INFORMATION PROVIDED Start Marker

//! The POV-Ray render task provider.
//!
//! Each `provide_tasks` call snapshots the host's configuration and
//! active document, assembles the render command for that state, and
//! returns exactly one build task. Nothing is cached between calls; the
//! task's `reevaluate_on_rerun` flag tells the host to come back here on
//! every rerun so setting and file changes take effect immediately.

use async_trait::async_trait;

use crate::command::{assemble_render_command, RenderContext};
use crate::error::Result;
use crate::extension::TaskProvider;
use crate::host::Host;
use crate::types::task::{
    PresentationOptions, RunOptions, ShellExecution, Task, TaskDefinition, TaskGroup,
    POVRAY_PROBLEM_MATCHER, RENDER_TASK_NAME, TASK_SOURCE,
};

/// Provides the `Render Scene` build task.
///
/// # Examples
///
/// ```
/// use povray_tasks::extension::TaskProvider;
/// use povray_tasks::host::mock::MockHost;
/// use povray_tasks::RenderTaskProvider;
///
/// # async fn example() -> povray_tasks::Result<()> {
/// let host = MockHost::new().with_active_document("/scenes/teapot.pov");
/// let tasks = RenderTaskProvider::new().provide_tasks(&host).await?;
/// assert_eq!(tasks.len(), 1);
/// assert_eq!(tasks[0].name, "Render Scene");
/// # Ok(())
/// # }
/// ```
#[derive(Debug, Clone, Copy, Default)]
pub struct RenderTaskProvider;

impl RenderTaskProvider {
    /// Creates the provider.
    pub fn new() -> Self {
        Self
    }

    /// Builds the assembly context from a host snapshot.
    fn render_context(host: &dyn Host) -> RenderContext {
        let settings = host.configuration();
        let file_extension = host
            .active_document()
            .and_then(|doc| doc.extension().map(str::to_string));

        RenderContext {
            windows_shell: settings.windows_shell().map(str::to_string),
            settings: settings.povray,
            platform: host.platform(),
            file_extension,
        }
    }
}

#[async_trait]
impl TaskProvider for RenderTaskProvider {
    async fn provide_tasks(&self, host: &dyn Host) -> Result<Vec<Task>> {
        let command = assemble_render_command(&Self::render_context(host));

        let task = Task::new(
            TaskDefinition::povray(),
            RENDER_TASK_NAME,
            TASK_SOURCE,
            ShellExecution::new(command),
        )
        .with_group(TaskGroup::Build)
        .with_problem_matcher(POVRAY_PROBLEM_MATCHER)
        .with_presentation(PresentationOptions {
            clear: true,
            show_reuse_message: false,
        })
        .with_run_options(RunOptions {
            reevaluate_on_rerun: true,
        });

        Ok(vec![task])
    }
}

INFORMATION PROVIDED End Marker
INFORMATION PROVIDED Start Marker

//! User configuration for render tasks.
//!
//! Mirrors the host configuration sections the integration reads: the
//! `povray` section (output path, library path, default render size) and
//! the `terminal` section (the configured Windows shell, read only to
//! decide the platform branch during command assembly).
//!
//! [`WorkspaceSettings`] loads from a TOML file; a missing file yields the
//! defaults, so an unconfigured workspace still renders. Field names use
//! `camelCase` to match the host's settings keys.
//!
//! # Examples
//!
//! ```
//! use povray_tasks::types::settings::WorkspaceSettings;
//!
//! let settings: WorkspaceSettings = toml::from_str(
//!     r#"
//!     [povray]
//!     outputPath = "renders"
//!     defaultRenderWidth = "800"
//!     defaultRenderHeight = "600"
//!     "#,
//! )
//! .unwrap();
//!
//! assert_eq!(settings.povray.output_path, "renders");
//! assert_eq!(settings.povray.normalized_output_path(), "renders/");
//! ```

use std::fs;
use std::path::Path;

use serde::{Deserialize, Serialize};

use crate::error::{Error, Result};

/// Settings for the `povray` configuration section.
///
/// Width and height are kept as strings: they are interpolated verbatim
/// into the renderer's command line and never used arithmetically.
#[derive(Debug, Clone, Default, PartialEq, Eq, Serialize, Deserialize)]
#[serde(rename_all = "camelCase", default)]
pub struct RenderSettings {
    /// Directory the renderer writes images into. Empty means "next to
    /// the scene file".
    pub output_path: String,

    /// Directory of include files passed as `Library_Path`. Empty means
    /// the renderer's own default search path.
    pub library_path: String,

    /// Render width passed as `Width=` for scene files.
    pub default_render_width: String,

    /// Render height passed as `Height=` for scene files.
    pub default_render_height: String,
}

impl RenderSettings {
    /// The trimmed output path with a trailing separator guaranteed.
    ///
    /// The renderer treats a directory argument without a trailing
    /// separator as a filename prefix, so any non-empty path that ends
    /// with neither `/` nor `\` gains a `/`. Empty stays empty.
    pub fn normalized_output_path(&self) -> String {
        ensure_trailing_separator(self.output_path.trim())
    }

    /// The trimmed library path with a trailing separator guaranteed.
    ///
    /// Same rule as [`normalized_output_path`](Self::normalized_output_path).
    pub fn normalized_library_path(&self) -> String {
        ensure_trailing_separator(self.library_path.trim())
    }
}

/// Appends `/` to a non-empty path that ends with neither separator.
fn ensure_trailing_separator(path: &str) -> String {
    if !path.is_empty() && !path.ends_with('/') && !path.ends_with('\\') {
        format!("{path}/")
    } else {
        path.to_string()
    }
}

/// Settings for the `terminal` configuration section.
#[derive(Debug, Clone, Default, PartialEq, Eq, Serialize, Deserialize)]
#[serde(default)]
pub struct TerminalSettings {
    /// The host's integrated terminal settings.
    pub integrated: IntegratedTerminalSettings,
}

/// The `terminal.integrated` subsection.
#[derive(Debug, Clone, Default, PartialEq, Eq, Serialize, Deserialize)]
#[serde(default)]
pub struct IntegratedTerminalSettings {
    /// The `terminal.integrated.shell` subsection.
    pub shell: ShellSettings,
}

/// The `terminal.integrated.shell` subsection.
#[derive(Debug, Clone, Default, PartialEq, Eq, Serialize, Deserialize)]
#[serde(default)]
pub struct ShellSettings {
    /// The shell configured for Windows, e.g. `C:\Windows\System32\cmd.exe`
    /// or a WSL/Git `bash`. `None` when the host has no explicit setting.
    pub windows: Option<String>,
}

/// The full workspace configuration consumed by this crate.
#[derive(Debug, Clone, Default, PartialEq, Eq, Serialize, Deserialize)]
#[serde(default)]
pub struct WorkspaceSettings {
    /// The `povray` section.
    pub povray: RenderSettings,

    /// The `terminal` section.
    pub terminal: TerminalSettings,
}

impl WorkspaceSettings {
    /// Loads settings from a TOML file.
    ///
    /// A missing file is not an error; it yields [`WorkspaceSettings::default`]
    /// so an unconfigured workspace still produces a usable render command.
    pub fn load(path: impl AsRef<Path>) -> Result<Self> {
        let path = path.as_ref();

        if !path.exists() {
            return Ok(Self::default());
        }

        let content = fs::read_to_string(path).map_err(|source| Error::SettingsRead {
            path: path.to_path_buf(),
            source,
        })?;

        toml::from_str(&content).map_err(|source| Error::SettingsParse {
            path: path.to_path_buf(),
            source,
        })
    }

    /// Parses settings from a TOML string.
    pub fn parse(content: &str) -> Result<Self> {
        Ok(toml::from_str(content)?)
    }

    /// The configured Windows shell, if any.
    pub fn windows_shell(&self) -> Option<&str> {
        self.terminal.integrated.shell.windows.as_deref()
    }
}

INFORMATION PROVIDED End Marker
INFORMATION PROVIDED Start Marker

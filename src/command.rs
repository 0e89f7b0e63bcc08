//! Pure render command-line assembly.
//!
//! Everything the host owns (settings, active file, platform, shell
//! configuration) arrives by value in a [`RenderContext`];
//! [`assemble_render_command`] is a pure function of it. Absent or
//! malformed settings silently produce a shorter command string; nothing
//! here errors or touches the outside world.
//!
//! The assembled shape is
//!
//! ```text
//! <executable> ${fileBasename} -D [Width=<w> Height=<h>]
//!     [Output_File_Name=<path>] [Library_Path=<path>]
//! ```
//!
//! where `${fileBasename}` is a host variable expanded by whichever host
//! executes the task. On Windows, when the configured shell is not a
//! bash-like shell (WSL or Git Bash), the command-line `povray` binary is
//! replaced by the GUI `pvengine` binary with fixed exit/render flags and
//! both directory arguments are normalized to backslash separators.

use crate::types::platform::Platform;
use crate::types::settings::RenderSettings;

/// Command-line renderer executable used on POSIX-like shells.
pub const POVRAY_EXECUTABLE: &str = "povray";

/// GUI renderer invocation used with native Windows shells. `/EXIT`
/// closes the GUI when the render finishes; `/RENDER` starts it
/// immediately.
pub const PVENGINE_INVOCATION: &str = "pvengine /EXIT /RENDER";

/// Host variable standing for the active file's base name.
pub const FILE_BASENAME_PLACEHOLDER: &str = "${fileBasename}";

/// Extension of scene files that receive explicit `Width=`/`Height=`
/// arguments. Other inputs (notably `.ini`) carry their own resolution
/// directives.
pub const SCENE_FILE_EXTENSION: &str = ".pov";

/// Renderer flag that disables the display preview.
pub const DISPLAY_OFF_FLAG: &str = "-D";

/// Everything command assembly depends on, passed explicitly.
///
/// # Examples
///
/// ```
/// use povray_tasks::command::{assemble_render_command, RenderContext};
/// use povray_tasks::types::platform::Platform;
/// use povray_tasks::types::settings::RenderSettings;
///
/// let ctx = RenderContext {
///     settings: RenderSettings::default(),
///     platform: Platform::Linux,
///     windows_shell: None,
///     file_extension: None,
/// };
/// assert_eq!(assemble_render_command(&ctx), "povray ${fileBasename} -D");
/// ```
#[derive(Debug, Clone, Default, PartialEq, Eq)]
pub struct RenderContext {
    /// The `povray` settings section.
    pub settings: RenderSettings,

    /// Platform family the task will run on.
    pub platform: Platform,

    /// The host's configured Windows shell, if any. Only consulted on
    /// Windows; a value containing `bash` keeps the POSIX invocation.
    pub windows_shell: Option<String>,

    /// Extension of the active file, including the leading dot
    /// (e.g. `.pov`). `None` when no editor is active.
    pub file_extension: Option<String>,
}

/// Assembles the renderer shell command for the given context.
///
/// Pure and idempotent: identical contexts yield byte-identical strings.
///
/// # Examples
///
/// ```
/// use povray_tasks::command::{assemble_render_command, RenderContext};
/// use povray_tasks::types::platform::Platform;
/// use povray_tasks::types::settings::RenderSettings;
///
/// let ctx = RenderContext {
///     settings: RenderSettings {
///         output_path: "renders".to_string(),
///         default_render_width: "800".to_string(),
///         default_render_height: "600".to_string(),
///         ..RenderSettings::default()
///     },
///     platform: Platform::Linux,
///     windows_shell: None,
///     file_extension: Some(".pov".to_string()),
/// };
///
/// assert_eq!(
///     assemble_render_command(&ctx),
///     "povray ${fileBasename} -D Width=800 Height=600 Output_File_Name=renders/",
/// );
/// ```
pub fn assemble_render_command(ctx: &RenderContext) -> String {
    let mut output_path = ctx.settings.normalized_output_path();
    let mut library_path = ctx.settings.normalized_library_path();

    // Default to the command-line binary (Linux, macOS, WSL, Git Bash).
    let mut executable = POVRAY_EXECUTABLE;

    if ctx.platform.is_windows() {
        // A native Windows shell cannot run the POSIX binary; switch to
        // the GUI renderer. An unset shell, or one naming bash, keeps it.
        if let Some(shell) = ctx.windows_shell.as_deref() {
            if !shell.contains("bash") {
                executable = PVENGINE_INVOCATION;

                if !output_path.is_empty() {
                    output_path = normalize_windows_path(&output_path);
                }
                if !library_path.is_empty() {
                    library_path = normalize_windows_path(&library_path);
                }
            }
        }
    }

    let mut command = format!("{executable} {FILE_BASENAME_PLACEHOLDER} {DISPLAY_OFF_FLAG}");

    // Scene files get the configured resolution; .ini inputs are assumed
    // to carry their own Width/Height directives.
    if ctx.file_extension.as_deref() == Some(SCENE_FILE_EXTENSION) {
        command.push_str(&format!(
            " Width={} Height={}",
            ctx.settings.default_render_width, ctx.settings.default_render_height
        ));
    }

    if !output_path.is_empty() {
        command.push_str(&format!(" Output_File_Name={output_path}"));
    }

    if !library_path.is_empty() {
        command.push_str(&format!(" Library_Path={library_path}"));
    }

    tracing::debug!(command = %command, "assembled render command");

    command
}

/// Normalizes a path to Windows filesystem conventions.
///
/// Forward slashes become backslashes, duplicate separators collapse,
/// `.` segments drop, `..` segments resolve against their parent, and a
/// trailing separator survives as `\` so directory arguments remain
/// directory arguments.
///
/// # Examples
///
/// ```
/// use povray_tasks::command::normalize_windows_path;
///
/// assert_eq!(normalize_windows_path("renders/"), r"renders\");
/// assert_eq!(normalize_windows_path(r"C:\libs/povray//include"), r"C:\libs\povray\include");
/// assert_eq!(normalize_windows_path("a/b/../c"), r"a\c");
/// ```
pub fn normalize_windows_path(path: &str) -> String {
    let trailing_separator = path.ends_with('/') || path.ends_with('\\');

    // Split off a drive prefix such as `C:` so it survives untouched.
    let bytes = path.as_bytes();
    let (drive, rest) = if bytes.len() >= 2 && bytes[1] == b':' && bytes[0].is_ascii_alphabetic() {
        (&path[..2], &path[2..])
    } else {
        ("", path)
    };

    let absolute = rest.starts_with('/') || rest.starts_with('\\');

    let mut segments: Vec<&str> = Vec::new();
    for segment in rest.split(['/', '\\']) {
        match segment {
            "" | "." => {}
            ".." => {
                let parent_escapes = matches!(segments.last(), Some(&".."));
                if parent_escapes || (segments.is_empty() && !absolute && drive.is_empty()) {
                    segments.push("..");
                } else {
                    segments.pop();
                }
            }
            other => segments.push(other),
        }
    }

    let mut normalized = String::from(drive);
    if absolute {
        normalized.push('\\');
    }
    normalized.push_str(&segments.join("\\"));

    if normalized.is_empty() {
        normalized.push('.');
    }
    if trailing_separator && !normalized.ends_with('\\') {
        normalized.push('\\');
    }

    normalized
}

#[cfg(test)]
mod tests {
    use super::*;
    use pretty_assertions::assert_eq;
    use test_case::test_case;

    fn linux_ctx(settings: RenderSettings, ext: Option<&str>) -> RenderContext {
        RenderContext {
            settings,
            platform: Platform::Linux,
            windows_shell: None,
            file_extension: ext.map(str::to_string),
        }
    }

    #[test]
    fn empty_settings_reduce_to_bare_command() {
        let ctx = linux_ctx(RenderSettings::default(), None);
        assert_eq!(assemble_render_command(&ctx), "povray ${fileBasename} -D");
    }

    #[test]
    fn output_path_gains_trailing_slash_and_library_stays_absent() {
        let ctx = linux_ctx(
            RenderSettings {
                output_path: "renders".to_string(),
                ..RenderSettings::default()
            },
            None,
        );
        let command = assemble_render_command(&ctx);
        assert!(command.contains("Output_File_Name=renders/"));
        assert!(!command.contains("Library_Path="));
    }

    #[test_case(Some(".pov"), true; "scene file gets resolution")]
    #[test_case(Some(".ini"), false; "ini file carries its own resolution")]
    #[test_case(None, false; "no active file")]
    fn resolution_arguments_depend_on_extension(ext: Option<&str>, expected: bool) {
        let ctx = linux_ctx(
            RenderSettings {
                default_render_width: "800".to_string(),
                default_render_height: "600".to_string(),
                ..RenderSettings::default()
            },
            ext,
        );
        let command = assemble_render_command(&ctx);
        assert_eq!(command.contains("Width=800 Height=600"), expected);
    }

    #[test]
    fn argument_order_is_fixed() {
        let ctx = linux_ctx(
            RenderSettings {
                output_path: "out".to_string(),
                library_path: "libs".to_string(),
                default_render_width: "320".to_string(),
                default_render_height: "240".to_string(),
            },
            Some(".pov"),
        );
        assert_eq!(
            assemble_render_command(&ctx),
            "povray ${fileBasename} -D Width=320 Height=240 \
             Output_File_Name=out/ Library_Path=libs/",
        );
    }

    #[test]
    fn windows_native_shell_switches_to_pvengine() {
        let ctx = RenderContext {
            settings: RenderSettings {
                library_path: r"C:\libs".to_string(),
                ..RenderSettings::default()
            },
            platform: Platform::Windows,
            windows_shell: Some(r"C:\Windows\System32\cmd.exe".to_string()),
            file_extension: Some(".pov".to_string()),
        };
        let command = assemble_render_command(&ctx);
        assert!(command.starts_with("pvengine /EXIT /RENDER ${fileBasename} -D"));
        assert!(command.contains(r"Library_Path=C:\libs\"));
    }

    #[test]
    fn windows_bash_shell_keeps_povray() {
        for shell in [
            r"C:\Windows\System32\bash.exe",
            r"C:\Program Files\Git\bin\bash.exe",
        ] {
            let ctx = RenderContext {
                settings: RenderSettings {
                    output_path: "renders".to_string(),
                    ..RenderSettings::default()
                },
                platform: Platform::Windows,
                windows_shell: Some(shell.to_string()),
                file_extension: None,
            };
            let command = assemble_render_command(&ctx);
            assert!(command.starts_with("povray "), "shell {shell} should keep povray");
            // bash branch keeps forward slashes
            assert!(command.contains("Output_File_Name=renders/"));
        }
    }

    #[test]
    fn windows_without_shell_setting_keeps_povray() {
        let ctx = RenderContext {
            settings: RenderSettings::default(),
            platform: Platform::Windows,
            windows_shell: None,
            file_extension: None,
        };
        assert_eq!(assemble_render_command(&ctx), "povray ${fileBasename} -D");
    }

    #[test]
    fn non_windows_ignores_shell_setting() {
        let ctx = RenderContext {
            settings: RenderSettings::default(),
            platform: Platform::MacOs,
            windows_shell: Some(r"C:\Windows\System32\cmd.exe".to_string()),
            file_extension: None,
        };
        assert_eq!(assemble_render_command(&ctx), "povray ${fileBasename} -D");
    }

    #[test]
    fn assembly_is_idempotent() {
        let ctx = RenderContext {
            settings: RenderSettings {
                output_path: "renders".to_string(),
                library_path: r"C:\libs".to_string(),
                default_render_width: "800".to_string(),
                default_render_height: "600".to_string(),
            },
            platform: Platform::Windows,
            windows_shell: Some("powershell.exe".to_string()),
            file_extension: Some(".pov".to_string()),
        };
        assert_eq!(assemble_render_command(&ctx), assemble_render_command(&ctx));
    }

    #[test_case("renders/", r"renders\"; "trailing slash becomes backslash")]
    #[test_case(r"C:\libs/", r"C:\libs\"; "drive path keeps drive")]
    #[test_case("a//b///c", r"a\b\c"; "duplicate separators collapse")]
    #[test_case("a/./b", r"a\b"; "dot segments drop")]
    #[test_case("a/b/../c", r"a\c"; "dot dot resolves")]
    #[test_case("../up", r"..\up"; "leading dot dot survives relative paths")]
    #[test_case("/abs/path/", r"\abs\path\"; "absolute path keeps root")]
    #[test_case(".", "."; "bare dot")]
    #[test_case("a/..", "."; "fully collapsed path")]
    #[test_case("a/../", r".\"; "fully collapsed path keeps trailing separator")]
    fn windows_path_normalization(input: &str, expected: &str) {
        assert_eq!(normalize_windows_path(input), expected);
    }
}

INFORMATION PROVIDED End Marker

-- ACTIVITY --
Given the listing, work out the number of lines in which the word "RenderTaskProvider" is found, and supply only that number.

-- ANSWER SECTION --
5